I feel like the sheer sprawl of it all may have harmed his livelihood in some ways, because even I (as a longtime fan) lost track of the book at some point when my local comic book store stopped carrying it and now it seems kind of daunting to find my way back into the narrative. I can only imagine what potential new readers would think looking at a book about two middle-aged characters with 38 years of back issues. It's still gorgeously drawn and a Jaime story is a fun read even when you don't know what's going on, but it's just not going to be an instant draw for misfit kids the way it was 1987.
posted by Ursula Hitler at 4:52 PM on May 5, 2019 [3 favorites]

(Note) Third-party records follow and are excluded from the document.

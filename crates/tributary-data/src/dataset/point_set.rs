// Copyright 2025 eraflo
//
// Licensed under the Apache License, Version 2.0 (the "License");
// you may not use this file except in compliance with the License.
// You may obtain a copy of the License at
//
//     http://www.apache.org/licenses/LICENSE-2.0
//
// Unless required by applicable law or agreed to in writing, software
// distributed under the License is distributed on an "AS IS" BASIS,
// WITHOUT WARRANTIES OR CONDITIONS OF ANY KIND, either express or implied.
// See the License for the specific language governing permissions and
// limitations under the License.


use super::bounds_of_points;
use crate::array::DataArray;
use crate::error::DataError;
use crate::field::FieldData;
use crate::object::{DeepClone, HasBounds};
use tributary_core::Bounds;

const POINTS_NAME: &str = "Points";

/// A list of points with per-point attributes.
#[derive(Debug, Clone, PartialEq)]
pub struct PointSet {
    points: DataArray,
    point_data: FieldData,
}

impl Default for PointSet {
    fn default() -> Self {
        Self::from_points(Vec::new())
    }
}

impl PointSet {
    /// Creates a point set from coordinates.
    pub fn from_points(points: Vec<[f64; 3]>) -> Self {
        let flat = points.into_iter().flatten().collect();
        Self {
            points: DataArray::from_f64(POINTS_NAME, 3, flat),
            point_data: FieldData::new(),
        }
    }

    /// Coordinates as a 3-component array.
    pub fn points(&self) -> &DataArray {
        &self.points
    }

    /// Number of points.
    pub fn number_of_points(&self) -> usize {
        self.points.number_of_tuples()
    }

    /// Coordinates of point `index`.
    pub fn point(&self, index: usize) -> Option<[f64; 3]> {
        let xyz = self.points.as_f64()?.get(index * 3..index * 3 + 3)?;
        Some([xyz[0], xyz[1], xyz[2]])
    }

    /// Appends a point and returns its index.
    pub fn insert_next_point(&mut self, point: [f64; 3]) -> usize {
        if let Some(values) = self.points.f64_mut() {
            values.extend_from_slice(&point);
        }
        self.number_of_points() - 1
    }

    /// Per-point attributes.
    pub fn point_data(&self) -> &FieldData {
        &self.point_data
    }

    /// Per-point attributes, mutably.
    pub fn point_data_mut(&mut self) -> &mut FieldData {
        &mut self.point_data
    }

    /// Checks that every attribute array has one tuple per point.
    pub fn validate(&self) -> Result<(), DataError> {
        super::image::check_lengths(&self.point_data, self.number_of_points())
    }
}

impl HasBounds for PointSet {
    fn bounds(&self) -> Bounds {
        self.points
            .as_f64()
            .map_or(Bounds::INVALID, bounds_of_points)
    }
}

impl DeepClone for PointSet {
    fn deep_clone(&self) -> Self {
        Self {
            points: self.points.deep_clone(),
            point_data: self.point_data.deep_clone(),
        }
    }
}

#[cfg(test)]
mod tests {
    use super::*;

    #[test]
    fn insert_and_bounds() {
        let mut set = PointSet::default();
        assert!(!set.bounds().is_valid());

        set.insert_next_point([1.0, -1.0, 0.0]);
        let last = set.insert_next_point([3.0, 2.0, 5.0]);

        assert_eq!(last, 1);
        assert_eq!(set.point(1), Some([3.0, 2.0, 5.0]));
        assert_eq!(set.bounds(), Bounds([1.0, 3.0, -1.0, 2.0, 0.0, 5.0]));
    }

    #[test]
    fn inserting_into_a_shallow_copy_leaves_source_alone() {
        let source = PointSet::from_points(vec![[0.0; 3]]);
        let mut copy = source.clone();
        copy.insert_next_point([1.0; 3]);

        assert_eq!(source.number_of_points(), 1);
        assert_eq!(copy.number_of_points(), 2);
    }
}
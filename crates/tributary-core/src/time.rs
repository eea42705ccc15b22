// Copyright 2025 eraflo
//
// Licensed under the Apache License, Version 2.0 (the "License");
// you may not use this file except in compliance with the License.
// You may obtain a copy of the License at
//
//     http://www.apache.org/licenses/LICENSE-2.0
//
// Unless required by applicable law or agreed to in writing, software
// distributed under the License is distributed on an "AS IS" BASIS,
// WITHOUT WARRANTIES OR CONDITIONS OF ANY KIND, either express or implied.
// See the License for the specific language governing permissions and
// limitations under the License.


//! Process-wide modification timestamps.
//!
//! Every semantic mutation in the pipeline is tagged with a value drawn from a
//! single global atomic counter. Values are unique and strictly increasing, so
//! staleness is decided by comparing timestamps and never by wall-clock time.

use serde::{Deserialize, Serialize};
use std::fmt;
use std::sync::atomic::{AtomicU64, Ordering};

/// The last timestamp handed out. Incremented before every issue.
static GLOBAL_MODIFIED_TIME: AtomicU64 = AtomicU64::new(0);

/// A point on the global modification clock.
///
/// `TimeStamp::ZERO` precedes every issued value and marks "never happened".
#[derive(
    Debug, Clone, Copy, Default, PartialEq, Eq, PartialOrd, Ord, Hash, Serialize, Deserialize,
)]
pub struct TimeStamp(u64);

impl TimeStamp {
    /// The stamp that precedes all issued stamps.
    pub const ZERO: Self = Self(0);

    /// Issues a fresh stamp, strictly greater than every stamp issued before.
    pub fn next() -> Self {
        Self(GLOBAL_MODIFIED_TIME.fetch_add(1, Ordering::AcqRel) + 1)
    }

    /// Returns the most recently issued stamp without advancing the clock.
    pub fn latest() -> Self {
        Self(GLOBAL_MODIFIED_TIME.load(Ordering::Acquire))
    }

    /// The raw counter value.
    pub fn value(self) -> u64 {
        self.0
    }

    /// Returns `true` if this stamp was never set.
    pub fn is_zero(self) -> bool {
        self.0 == 0
    }
}

impl fmt::Display for TimeStamp {
    fn fmt(&self, f: &mut fmt::Formatter<'_>) -> fmt::Result {
        write!(f, "t{}", self.0)
    }
}

/// Interior-mutable modification time owned by an object.
///
/// Objects shared behind an `Arc` still need to report mutations (for example a
/// parameter change on an algorithm, or `modified()` on a published data
/// object), so the stamp lives in an atomic.
#[derive(Debug)]
pub struct ModifiedTime(AtomicU64);

impl ModifiedTime {
    /// Creates a modification time stamped with a fresh value.
    pub fn new() -> Self {
        Self(AtomicU64::new(TimeStamp::next().value()))
    }

    /// Creates a modification time that has never been stamped.
    pub const fn never() -> Self {
        Self(AtomicU64::new(0))
    }

    /// Returns the current stamp.
    pub fn get(&self) -> TimeStamp {
        TimeStamp(self.0.load(Ordering::Acquire))
    }

    /// Advances to a fresh stamp and returns it.
    pub fn modified(&self) -> TimeStamp {
        let stamp = TimeStamp::next();
        self.0.store(stamp.value(), Ordering::Release);
        stamp
    }

    /// Records an externally issued stamp.
    pub fn set(&self, stamp: TimeStamp) {
        self.0.store(stamp.value(), Ordering::Release);
    }
}

impl Default for ModifiedTime {
    fn default() -> Self {
        Self::new()
    }
}

impl Clone for ModifiedTime {
    fn clone(&self) -> Self {
        Self(AtomicU64::new(self.get().value()))
    }
}
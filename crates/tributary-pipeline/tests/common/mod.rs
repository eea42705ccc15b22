// Copyright 2025 eraflo
//
// Licensed under the Apache License, Version 2.0 (the "License");
// you may not use this file except in compliance with the License.
// You may obtain a copy of the License at
//
//     http://www.apache.org/licenses/LICENSE-2.0
//
// Unless required by applicable law or agreed to in writing, software
// distributed under the License is distributed on an "AS IS" BASIS,
// WITHOUT WARRANTIES OR CONDITIONS OF ANY KIND, either express or implied.
// See the License for the specific language governing permissions and
// limitations under the License.

//! Small algorithms shared by the integration tests.

#![allow(dead_code)]

use std::any::Any;
use tributary_core::information::keys::{
    ORIGIN, SPACING, TIME_STEPS, UPDATE_EXTENT, UPDATE_TIME_STEP, WHOLE_EXTENT,
};
use tributary_core::{Extent, InformationVector, ModifiedTime, TimeStamp};
use tributary_data::{
    DataArray, DataKind, DataObject, DataObjectType, DataTypeConstraint, ImageGrid, Table,
};
use tributary_pipeline::{
    Algorithm, AlgorithmError, InputPortInfo, OutputPortInfo, PortData, Request,
};

macro_rules! any_impl {
    () => {
        fn as_any(&self) -> &dyn Any {
            self
        }

        fn as_any_mut(&mut self) -> &mut dyn Any {
            self
        }
    };
}

/// The point values of an image output, in point order.
pub fn values(data: &DataObject) -> Vec<f64> {
    data.as_image_grid()
        .and_then(|image| image.point_data().array("value"))
        .and_then(|array| array.as_f64())
        .map(<[f64]>::to_vec)
        .unwrap_or_default()
}

// ─── Ramp ───────────────────────────────────────────────────────────────────

/// Image source whose point value is `offset + i + time`.
pub struct Ramp {
    whole: Extent,
    offset: f64,
    time_steps: Option<Vec<f64>>,
    whole_only: bool,
    mtime: ModifiedTime,
    pub executions: usize,
    pub requested: Vec<Extent>,
}

impl Ramp {
    pub fn new(whole: Extent) -> Self {
        Self {
            whole,
            offset: 0.0,
            time_steps: None,
            whole_only: false,
            mtime: ModifiedTime::new(),
            executions: 0,
            requested: Vec::new(),
        }
    }

    pub fn with_time_steps(mut self, steps: Vec<f64>) -> Self {
        self.time_steps = Some(steps);
        self
    }

    /// Always generates the whole extent, whatever was requested.
    pub fn whole_only(mut self) -> Self {
        self.whole_only = true;
        self
    }

    pub fn set_offset(&mut self, offset: f64) {
        if self.offset != offset {
            self.offset = offset;
            self.mtime.modified();
        }
    }
}

impl Algorithm for Ramp {
    fn name(&self) -> &str {
        "Ramp"
    }

    fn number_of_input_ports(&self) -> usize {
        0
    }

    fn fill_output_port_information(&self, _port: usize) -> OutputPortInfo {
        OutputPortInfo::Concrete(DataObjectType::ImageGrid)
    }

    fn modified_time(&self) -> TimeStamp {
        self.mtime.get()
    }

    fn request_information(
        &mut self,
        _request: &Request,
        _inputs: &[InformationVector],
        outputs: &mut InformationVector,
    ) -> Result<(), AlgorithmError> {
        let info = outputs.get_mut(0).ok_or_else(|| AlgorithmError::failed("no output"))?;
        info.set(&WHOLE_EXTENT, self.whole);
        info.set(&ORIGIN, [0.0; 3]);
        info.set(&SPACING, [1.0; 3]);
        if let Some(steps) = &self.time_steps {
            info.set(&TIME_STEPS, steps.clone());
        }
        Ok(())
    }

    fn request_data(
        &mut self,
        request: &Request,
        _inputs: &[InformationVector],
        outputs: &mut InformationVector,
    ) -> Result<(), AlgorithmError> {
        let info = outputs.get(0).ok_or_else(|| AlgorithmError::failed("no output"))?;
        let extent = match info.get(&UPDATE_EXTENT) {
            Some(e) if !self.whole_only => e.clip(&self.whole),
            _ => self.whole,
        };
        let time = info.get(&UPDATE_TIME_STEP).copied().unwrap_or(0.0);
        self.executions += 1;
        self.requested.push(extent);

        let mut image = ImageGrid::new(extent, [0.0; 3], [1.0; 3]);
        let values: Vec<f64> = extent
            .iter_points()
            .map(|ijk| self.offset + f64::from(ijk[0]) + time)
            .collect();
        image
            .point_data_mut()
            .add_array(DataArray::from_f64("value", 1, values));
        request.set_progress(1.0);
        outputs.set_data(0, DataObject::new(DataKind::ImageGrid(image)));
        Ok(())
    }

    any_impl!();
}

// ─── Scale ──────────────────────────────────────────────────────────────────

/// Multiplies the `value` point array of an image.
pub struct Scale {
    factor: f64,
    fail: bool,
    mtime: ModifiedTime,
    pub executions: usize,
}

impl Scale {
    pub fn new(factor: f64) -> Self {
        Self {
            factor,
            fail: false,
            mtime: ModifiedTime::new(),
            executions: 0,
        }
    }

    pub fn set_factor(&mut self, factor: f64) {
        self.factor = factor;
        self.mtime.modified();
    }

    pub fn set_fail(&mut self, fail: bool) {
        self.fail = fail;
        self.mtime.modified();
    }
}

impl Algorithm for Scale {
    fn name(&self) -> &str {
        "Scale"
    }

    fn fill_input_port_information(&self, _port: usize) -> InputPortInfo {
        InputPortInfo::new(DataTypeConstraint::exactly(DataObjectType::ImageGrid))
    }

    fn modified_time(&self) -> TimeStamp {
        self.mtime.get()
    }

    fn request_data(
        &mut self,
        request: &Request,
        inputs: &[InformationVector],
        outputs: &mut InformationVector,
    ) -> Result<(), AlgorithmError> {
        if self.fail {
            request.warn("about to fail");
            return Err(AlgorithmError::failed("scale failed on purpose"));
        }
        let input = inputs[0]
            .data(0)
            .and_then(|d| d.as_image_grid())
            .ok_or_else(|| AlgorithmError::bad_input(0, "expected an image"))?;
        let mut image = input.clone();
        if let Some(values) = image
            .point_data_mut()
            .array_mut("value")
            .and_then(DataArray::f64_mut)
        {
            values.iter_mut().for_each(|v| *v *= self.factor);
        }
        self.executions += 1;
        outputs.set_data(0, DataObject::new(DataKind::ImageGrid(image)));
        Ok(())
    }

    any_impl!();
}

// ─── Crop ───────────────────────────────────────────────────────────────────

/// Requests and keeps only a sub-extent of its input.
pub struct Crop {
    voi: Extent,
    mtime: ModifiedTime,
}

impl Crop {
    pub fn new(voi: Extent) -> Self {
        Self {
            voi,
            mtime: ModifiedTime::new(),
        }
    }
}

impl Algorithm for Crop {
    fn name(&self) -> &str {
        "Crop"
    }

    fn fill_input_port_information(&self, _port: usize) -> InputPortInfo {
        InputPortInfo::new(DataTypeConstraint::exactly(DataObjectType::ImageGrid))
    }

    fn modified_time(&self) -> TimeStamp {
        self.mtime.get()
    }

    fn request_information(
        &mut self,
        _request: &Request,
        _inputs: &[InformationVector],
        outputs: &mut InformationVector,
    ) -> Result<(), AlgorithmError> {
        if let Some(info) = outputs.get_mut(0) {
            let whole = info.get(&WHOLE_EXTENT).map_or(self.voi, |w| {
                w.intersection(&self.voi).unwrap_or(Extent::EMPTY)
            });
            info.set(&WHOLE_EXTENT, whole);
        }
        Ok(())
    }

    fn request_update_extent(
        &mut self,
        _request: &Request,
        inputs: &mut [InformationVector],
        _outputs: &InformationVector,
    ) -> Result<(), AlgorithmError> {
        for info in inputs[0].iter_mut() {
            info.set(&UPDATE_EXTENT, self.voi);
        }
        Ok(())
    }

    fn request_data(
        &mut self,
        _request: &Request,
        inputs: &[InformationVector],
        outputs: &mut InformationVector,
    ) -> Result<(), AlgorithmError> {
        let input = inputs[0]
            .data(0)
            .and_then(|d| d.as_image_grid())
            .ok_or_else(|| AlgorithmError::bad_input(0, "expected an image"))?;
        outputs.set_data(0, DataObject::new(DataKind::ImageGrid(input.extract(&self.voi))));
        Ok(())
    }

    any_impl!();
}

// ─── Gather ─────────────────────────────────────────────────────────────────

/// Fan-in: a table with one row per connected image, holding its point count.
pub struct Gather {
    mtime: ModifiedTime,
}

impl Gather {
    pub fn new() -> Self {
        Self {
            mtime: ModifiedTime::new(),
        }
    }
}

impl Algorithm for Gather {
    fn name(&self) -> &str {
        "Gather"
    }

    fn fill_input_port_information(&self, _port: usize) -> InputPortInfo {
        InputPortInfo::new(DataTypeConstraint::exactly(DataObjectType::ImageGrid)).repeatable()
    }

    fn fill_output_port_information(&self, _port: usize) -> OutputPortInfo {
        OutputPortInfo::Concrete(DataObjectType::Table)
    }

    fn modified_time(&self) -> TimeStamp {
        self.mtime.get()
    }

    fn request_data(
        &mut self,
        _request: &Request,
        inputs: &[InformationVector],
        outputs: &mut InformationVector,
    ) -> Result<(), AlgorithmError> {
        let counts: Vec<f64> = (0..inputs[0].len())
            .filter_map(|c| inputs[0].data(c))
            .map(|d| d.as_image_grid().map_or(0.0, |i| i.number_of_points() as f64))
            .collect();
        let mut table = Table::new();
        table.add_column(DataArray::from_f64("points", 1, counts))?;
        outputs.set_data(0, DataObject::new(DataKind::Table(table)));
        Ok(())
    }

    any_impl!();
}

I'm gonna have to raid the library; I have read very little but loved it a lot. (I only knew of L&R from the band, and had no idea for the longest time there was a comix series.)
posted by not_on_display at 10:13 PM on May 5, 2019


A MeFi member has a babby Maggie (born last year) who is a Maggie because of this Maggie. (Not my babby, though.)

I am not that Mefite, but my babby (No longer a babby) is also a Maggie because of that Maggie.

I'm gonna have to raid the library

Those books are fantastic value; highly recommended to anyone, though the spines still piss me off.
posted by Alvy Ampersand at 12:27 AM on May 6, 2019


WHAT? Oh hell yes.
posted by rmd1023 at 4:08 AM on May 6, 2019


I remember seeing Los Bros on their 10th anniversary tour and gushing to them all mindboggled that they had ten whole years under their belt.

That was 1992, people.
posted by whuppy at 5:43 AM on May 6, 2019 [1 favorite]


it seems kind of daunting to find my way back into the narrative

This might help.
posted by Paul Slade at 9:19 AM on May 6, 2019 [1 favorite]


I really love their art and the positive influence they've had in comics. I follow a tumblr blog called The Bristol Board and they often post really great art by the Love and Rockets folks. One of these days I want to actually sit down and read through them, but that seems like a Task given how much of it there is at this point.
posted by GoblinHoney at 12:37 PM on May 6, 2019


Kind of annoyingly, Fantagraphics repackages these stories every few years with new titles, which is confusing and makes it hard to catch up.

But if you're daunted, it's pretty simple to get a good start with Jaime: read volume 1 (Maggie the Mechanic), 3 (The Girl from HOPPERS), and 5 (Perla la Loca).

Once you've read a lot, your complaint will not be so much "Jaime's done so much!" but "Jaime writes too damn slow!"